The AUC found that between the information provided by DERS and the information available in court records, there was sufficient information for the AUC to determine the reasonableness of the settlement costs.

The AUC held that entering into the settlement was a reasonable course of action and likely saved ratepayers the costs of continued litigation. The AUC concluded that the settlement costs, as submitted by DERS, were reasonable and therefore recoverable.

Defence Costs

The AUC went on to compile a list of relevant factors to assess the prudence of the defence costs portion of the LPP Class Action Costs.

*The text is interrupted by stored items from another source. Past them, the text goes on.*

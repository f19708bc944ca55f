use std::sync::Arc;
use std::time::Instant;

use pixels::{Error as PixelsError, Pixels, SurfaceTexture};
use thiserror::Error;
use tracing::{info, warn};
use winit::dpi::LogicalSize;
use winit::error::{EventLoopError, OsError};
use winit::event::{ElementState, Event, WindowEvent};
use winit::event_loop::{ControlFlow, EventLoop};
use winit::keyboard::{KeyCode, PhysicalKey};
use winit::window::{Window, WindowBuilder};

use super::engine::Engine;
use super::entity::CallbackError;
use super::input::KeyEvent;
use super::scheduler::{RunSummary, StopHandle};

#[derive(Debug, Error)]
pub enum AppError {
    #[error("failed to create event loop: {0}")]
    CreateEventLoop(#[source] EventLoopError),
    #[error("failed to create application window: {0}")]
    CreateWindow(#[source] OsError),
    #[error("failed to initialize pixel surface: {0}")]
    CreateRenderer(#[source] PixelsError),
    #[error("event loop failed: {0}")]
    EventLoopRun(#[source] EventLoopError),
}

/// Opens a window sized to the engine's scene and drives `engine` once per
/// redraw until the window closes, Escape is pressed or `stop` is triggered.
///
/// Each redraw requests the following one before ticking, so a failing tick
/// is logged and the next frame still arrives. `stop` is checked after every
/// tick, so a game-loop callback holding a clone can end the run.
pub fn run_app<F>(mut engine: Engine, stop: StopHandle, mut game_loop: F) -> Result<(), AppError>
where
    F: FnMut(&mut Engine, f64, f64) -> Result<(), CallbackError>,
{
    let (scene_width, scene_height) = engine.scene_size();
    let event_loop = EventLoop::new().map_err(AppError::CreateEventLoop)?;
    let window = Arc::new(
        WindowBuilder::new()
            .with_title(engine.container())
            .with_inner_size(LogicalSize::new(scene_width as f64, scene_height as f64))
            .build(&event_loop)
            .map_err(AppError::CreateWindow)?,
    );
    let size = window.inner_size();
    let mut pixels = build_pixels(
        Arc::clone(&window),
        (size.width, size.height),
        (scene_width, scene_height),
    )
    .map_err(AppError::CreateRenderer)?;

    event_loop.set_control_flow(ControlFlow::Poll);
    info!(
        container = engine.container(),
        scene_width,
        scene_height,
        max_delta_time_ms = engine.max_delta_time_ms(),
        "host_started"
    );

    let started = Instant::now();
    let mut summary = RunSummary::default();
    window.request_redraw();

    event_loop
        .run(move |event, window_target| match event {
            Event::WindowEvent { window_id, event } if window_id == window.id() => match event {
                WindowEvent::CloseRequested => {
                    info!(reason = "window_close", "shutdown_requested");
                    window_target.exit();
                }
                WindowEvent::Resized(new_size) => {
                    if new_size.width == 0 || new_size.height == 0 {
                        return;
                    }
                    match build_pixels(
                        Arc::clone(&window),
                        (new_size.width, new_size.height),
                        (scene_width, scene_height),
                    ) {
                        Ok(resized) => pixels = resized,
                        Err(error) => {
                            warn!(error = %error, "renderer_resize_failed");
                            window_target.exit();
                        }
                    }
                }
                WindowEvent::KeyboardInput { event, .. } => {
                    if is_escape(event.physical_key) && event.state == ElementState::Pressed {
                        info!(reason = "escape_key", "shutdown_requested");
                        window_target.exit();
                        return;
                    }
                    let Some(key_code) = dom_key_code(event.physical_key) else {
                        return;
                    };
                    let kind = match event.state {
                        ElementState::Pressed => KeyEvent::Down,
                        ElementState::Released => KeyEvent::Up,
                    };
                    engine.dispatch_key(kind, key_code);
                }
                WindowEvent::RedrawRequested => {
                    window.request_redraw();

                    let elapsed_ms = started.elapsed().as_secs_f64() * 1000.0;
                    summary.record(elapsed_ms, engine.tick(elapsed_ms, &mut game_loop));
                    if stop.is_stopped() {
                        info!(reason = "stop_handle", "shutdown_requested");
                        window_target.exit();
                        return;
                    }

                    let frame = pixels.frame_mut();
                    let source = engine.surface().frame();
                    if frame.len() == source.len() {
                        frame.copy_from_slice(source);
                    }
                    if let Err(error) = pixels.render() {
                        warn!(error = %error, "renderer_draw_failed");
                        window_target.exit();
                    }
                }
                _ => {}
            },
            Event::LoopExiting => {
                info!(
                    ran = summary.ran,
                    skipped = summary.skipped,
                    failed = summary.failed,
                    "shutdown"
                );
            }
            _ => {}
        })
        .map_err(AppError::EventLoopRun)
}

fn build_pixels(
    window: Arc<Window>,
    (surface_width, surface_height): (u32, u32),
    (buffer_width, buffer_height): (u32, u32),
) -> Result<Pixels<'static>, PixelsError> {
    let surface = SurfaceTexture::new(surface_width, surface_height, window);
    Pixels::new(buffer_width, buffer_height, surface)
}

fn is_escape(key: PhysicalKey) -> bool {
    matches!(key, PhysicalKey::Code(KeyCode::Escape))
}

/// Maps a physical key to the DOM `keyCode` listeners expect.
pub fn dom_key_code(key: PhysicalKey) -> Option<u32> {
    let PhysicalKey::Code(code) = key else {
        return None;
    };
    let key_code = match code {
        KeyCode::Backspace => 8,
        KeyCode::Tab => 9,
        KeyCode::Enter | KeyCode::NumpadEnter => 13,
        KeyCode::ShiftLeft | KeyCode::ShiftRight => 16,
        KeyCode::ControlLeft | KeyCode::ControlRight => 17,
        KeyCode::AltLeft | KeyCode::AltRight => 18,
        KeyCode::Escape => 27,
        KeyCode::Space => 32,
        KeyCode::ArrowLeft => 37,
        KeyCode::ArrowUp => 38,
        KeyCode::ArrowRight => 39,
        KeyCode::ArrowDown => 40,
        KeyCode::Digit0 => 48,
        KeyCode::Digit1 => 49,
        KeyCode::Digit2 => 50,
        KeyCode::Digit3 => 51,
        KeyCode::Digit4 => 52,
        KeyCode::Digit5 => 53,
        KeyCode::Digit6 => 54,
        KeyCode::Digit7 => 55,
        KeyCode::Digit8 => 56,
        KeyCode::Digit9 => 57,
        KeyCode::KeyA => 65,
        KeyCode::KeyB => 66,
        KeyCode::KeyC => 67,
        KeyCode::KeyD => 68,
        KeyCode::KeyE => 69,
        KeyCode::KeyF => 70,
        KeyCode::KeyG => 71,
        KeyCode::KeyH => 72,
        KeyCode::KeyI => 73,
        KeyCode::KeyJ => 74,
        KeyCode::KeyK => 75,
        KeyCode::KeyL => 76,
        KeyCode::KeyM => 77,
        KeyCode::KeyN => 78,
        KeyCode::KeyO => 79,
        KeyCode::KeyP => 80,
        KeyCode::KeyQ => 81,
        KeyCode::KeyR => 82,
        KeyCode::KeyS => 83,
        KeyCode::KeyT => 84,
        KeyCode::KeyU => 85,
        KeyCode::KeyV => 86,
        KeyCode::KeyW => 87,
        KeyCode::KeyX => 88,
        KeyCode::KeyY => 89,
        KeyCode::KeyZ => 90,
        KeyCode::F1 => 112,
        KeyCode::F2 => 113,
        KeyCode::F3 => 114,
        KeyCode::F4 => 115,
        KeyCode::F5 => 116,
        KeyCode::F6 => 117,
        KeyCode::F7 => 118,
        KeyCode::F8 => 119,
        KeyCode::F9 => 120,
        KeyCode::F10 => 121,
        KeyCode::F11 => 122,
        KeyCode::F12 => 123,
        _ => return None,
    };
    Some(key_code)
}
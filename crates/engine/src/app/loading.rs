use std::cell::{Cell, RefCell};
use std::rc::Rc;

/// Completion callback handed to asset loaders.
pub type LoadDone = Box<dyn FnOnce()>;

/// Counts outstanding load callbacks and fires `done` once when the count hits zero.
///
/// A loader that never reports completion stalls the counter forever; nothing
/// here times out.
#[derive(Clone)]
pub(crate) struct LoadCounter {
    remaining: Rc<Cell<usize>>,
    done: Rc<RefCell<Option<LoadDone>>>,
}

impl LoadCounter {
    pub(crate) fn new(total: usize, done: LoadDone) -> Self {
        let counter = Self {
            remaining: Rc::new(Cell::new(total)),
            done: Rc::new(RefCell::new(Some(done))),
        };
        if total == 0 {
            counter.fire();
        }
        counter
    }

    pub(crate) fn complete_one(&self) {
        let remaining = self.remaining.get();
        if remaining == 0 {
            return;
        }
        self.remaining.set(remaining - 1);
        if remaining == 1 {
            self.fire();
        }
    }

    pub(crate) fn completion(&self) -> LoadDone {
        let counter = self.clone();
        Box::new(move || counter.complete_one())
    }

    #[cfg(test)]
    pub(crate) fn remaining(&self) -> usize {
        self.remaining.get()
    }

    fn fire(&self) {
        let done = self.done.borrow_mut().take();
        if let Some(done) = done {
            done();
        }
    }
}
use std::cell::{Cell, RefCell};
use std::collections::HashSet;
use std::rc::Rc;

use pixel_engine::{CallbackError, Collidable, Entity, Rect, Rgba, Surface, Vec2};

pub(crate) const PLAYER_NAME: &str = "player";
pub(crate) const PLAYER_SIZE: f32 = 12.0;
pub(crate) const COIN_SIZE: f32 = 8.0;

pub(crate) const PLAYER_COLOR: Rgba = [80, 200, 255, 255];
pub(crate) const COIN_COLOR: Rgba = [255, 210, 40, 255];
const SCORE_COLOR: Rgba = [240, 240, 240, 255];
const SCORE_TEXT_SCALE: i32 = 2;

pub(crate) const KEY_LEFT: u32 = 37;
pub(crate) const KEY_UP: u32 = 38;
pub(crate) const KEY_RIGHT: u32 = 39;
pub(crate) const KEY_DOWN: u32 = 40;

/// Key codes currently held, fed by the keydown/keyup listeners.
pub(crate) type HeldKeys = Rc<RefCell<HashSet<u32>>>;

pub(crate) struct Player {
    position: Vec2,
    speed: f32,
    held: HeldKeys,
    arena: (f32, f32),
}

impl Player {
    pub(crate) fn new(position: Vec2, speed: f32, held: HeldKeys, arena: (u32, u32)) -> Self {
        Self {
            position,
            speed,
            held,
            arena: (arena.0 as f32, arena.1 as f32),
        }
    }

    fn direction(&self) -> Vec2 {
        let held = self.held.borrow();
        let axis = |negative: u32, positive: u32| {
            let mut value = 0.0;
            if held.contains(&negative) {
                value -= 1.0;
            }
            if held.contains(&positive) {
                value += 1.0;
            }
            value
        };
        Vec2::new(axis(KEY_LEFT, KEY_RIGHT), axis(KEY_UP, KEY_DOWN))
    }
}

impl Entity for Player {
    fn update(&mut self, _elapsed_ms: f64, delta_time: f64) -> Result<(), CallbackError> {
        let direction = self.direction();
        let step = self.speed * delta_time as f32;
        let max_x = (self.arena.0 - PLAYER_SIZE).max(0.0);
        let max_y = (self.arena.1 - PLAYER_SIZE).max(0.0);
        self.position.x = (self.position.x + direction.x * step).clamp(0.0, max_x);
        self.position.y = (self.position.y + direction.y * step).clamp(0.0, max_y);
        Ok(())
    }

    fn draw(&self, surface: &mut Surface) -> Result<(), CallbackError> {
        surface.fill_rect(
            self.position.x.round() as i32,
            self.position.y.round() as i32,
            PLAYER_SIZE as i32,
            PLAYER_SIZE as i32,
            PLAYER_COLOR,
        );
        Ok(())
    }

    fn debug_name(&self) -> &str {
        PLAYER_NAME
    }
}

impl Collidable for Player {
    fn bounds(&self) -> Rect {
        Rect::from_position(self.position, PLAYER_SIZE, PLAYER_SIZE)
    }

    fn on_collide(&mut self, _other: &dyn Collidable) -> Result<(), CallbackError> {
        Ok(())
    }
}

/// Collectible; flags itself when the player touches it. Removal happens in
/// the game loop.
pub(crate) struct Coin {
    position: Vec2,
    collected: Rc<Cell<bool>>,
}

impl Coin {
    pub(crate) fn new(position: Vec2, collected: Rc<Cell<bool>>) -> Self {
        Self {
            position,
            collected,
        }
    }
}

impl Entity for Coin {
    fn draw(&self, surface: &mut Surface) -> Result<(), CallbackError> {
        if self.collected.get() {
            return Ok(());
        }
        surface.fill_rect(
            self.position.x.round() as i32,
            self.position.y.round() as i32,
            COIN_SIZE as i32,
            COIN_SIZE as i32,
            COIN_COLOR,
        );
        Ok(())
    }

    fn debug_name(&self) -> &str {
        "coin"
    }
}

impl Collidable for Coin {
    fn bounds(&self) -> Rect {
        Rect::from_position(self.position, COIN_SIZE, COIN_SIZE)
    }

    fn on_collide(&mut self, other: &dyn Collidable) -> Result<(), CallbackError> {
        if other.debug_name() == PLAYER_NAME {
            self.collected.set(true);
        }
        Ok(())
    }
}

pub(crate) struct ScoreBoard {
    score: Rc<Cell<u32>>,
    total: u32,
}

impl ScoreBoard {
    pub(crate) fn new(score: Rc<Cell<u32>>, total: u32) -> Self {
        Self { score, total }
    }

    pub(crate) fn label(&self) -> String {
        format!("SCORE: {}/{}", self.score.get(), self.total)
    }
}

impl Entity for ScoreBoard {
    fn draw(&self, surface: &mut Surface) -> Result<(), CallbackError> {
        surface.draw_text(4, 4, &self.label(), SCORE_TEXT_SCALE, SCORE_COLOR);
        Ok(())
    }

    fn debug_name(&self) -> &str {
        "score_board"
    }
}
use std::process::ExitCode;

use pixel_engine::run_app;
use tracing::{error, info};

use super::bootstrap::AppWiring;

pub(crate) fn run(app: AppWiring) -> ExitCode {
    let AppWiring {
        mut engine,
        mut game,
    } = app;

    engine.load_sounds(Box::new(|| info!("demo_sounds_ready")));
    engine.load_scene(Box::new(|| info!("demo_scene_ready")));

    let stop = game.stop_handle();
    if let Err(err) = run_app(engine, stop, move |engine, elapsed_ms, delta_time| {
        game.frame(engine, elapsed_ms, delta_time)
    }) {
        error!(error = %err, "startup_failed");
        return ExitCode::FAILURE;
    }

    ExitCode::SUCCESS
}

In addition to the ATCO Gas and OEB v OPG decisions, the AUC referenced AUC Rule 022, ATCO Gas and Pipelines Ltd. v Alberta (Utilities Commission), 2014 ABCA 397, and Helm v Toronto Hydro Electric System Limited, 2012 ONSC 2602, in compiling its list of relevant factors. In determining the prudence of the defence costs, the AUC considered whether:

(a) the amount of the settlement is substantial, particularly having regard to the difficulties associated with recovery of the claim;

(b) the liability was contested and the outcome was difficult to predict;

(c) the work was done at all;

(d) the work done was excessive;

(e) the work was duplicated;

(f) too many people were put to work;

(g) the people chosen to do the work were too expensive;

(h) the charges of those working were too high; and

(i) the work was conducted in an efficient, imaginative and cost-effective manner.

The AUC noted that no assessment of DERS’ defence costs was undertaken by the courts or by external audit. Therefore the AUC had only the information provided by DERS to assess the reasonableness of those costs.

With respect to the amount of the settlement being substantial, the AUC noted that the LPP Class Action was ongoing for a long period, and involved many complex legal issues. This weighed in favour of approving DERS’ defence costs.

The AUC also held that it was satisfied that the work was done, but noted a number of areas where work might have been duplicated or certain tasks were completed by overqualified people. The AUC examined legal bills in detail, and concluded that a 25% reduction to the legal fees claimed was warranted. Of the $4,408,067 in defence costs incurred by DERS, the AUC approved $3,306,050 as recoverable from ratepayers.

Method of Recovery

DERS proposed the Net Costs be collected from ratepayers by way of a one-time rate rider. The AUC disagreed with DERS that the proposed rate rider, which resulted in a collection of $8.38 per site, would not constitute a rate shock to its customers. The AUC noted that the proposed rider would result in bills approximately twice as large for the average DERS customer.

To mitigate this potential for shock to some customers, the AUC approved a rate rider over a 6-month collection period.

Additional Comments of Bill Lyttle (AUC Commissioner)

AUC Commission Member Bill Lyttle made additional comments on the difficulties faced by the AUC reconciling the interests of all ratepayers and the class of ratepayers that were plaintiffs as part of the class in the LPP Class Action.

Commissioner Lyttle stated:

I am sensitive to the plight of DERS’ customers especially in these challenging economic times. I find it particularly difficult to explain to ratepayer that parties from both sides had extensive legal and expert costs, and were racking up hourly charges for this account over many years. The plaintiff and defence legal teams were paid significant hourly rates as detailed in the decision. The size of these legal teams were shamefully large and extensive. A change in legislation may be required so that ratepayers are left with the benefit of the settlement but the entirety of the resultant costs should be addressed in some other manner.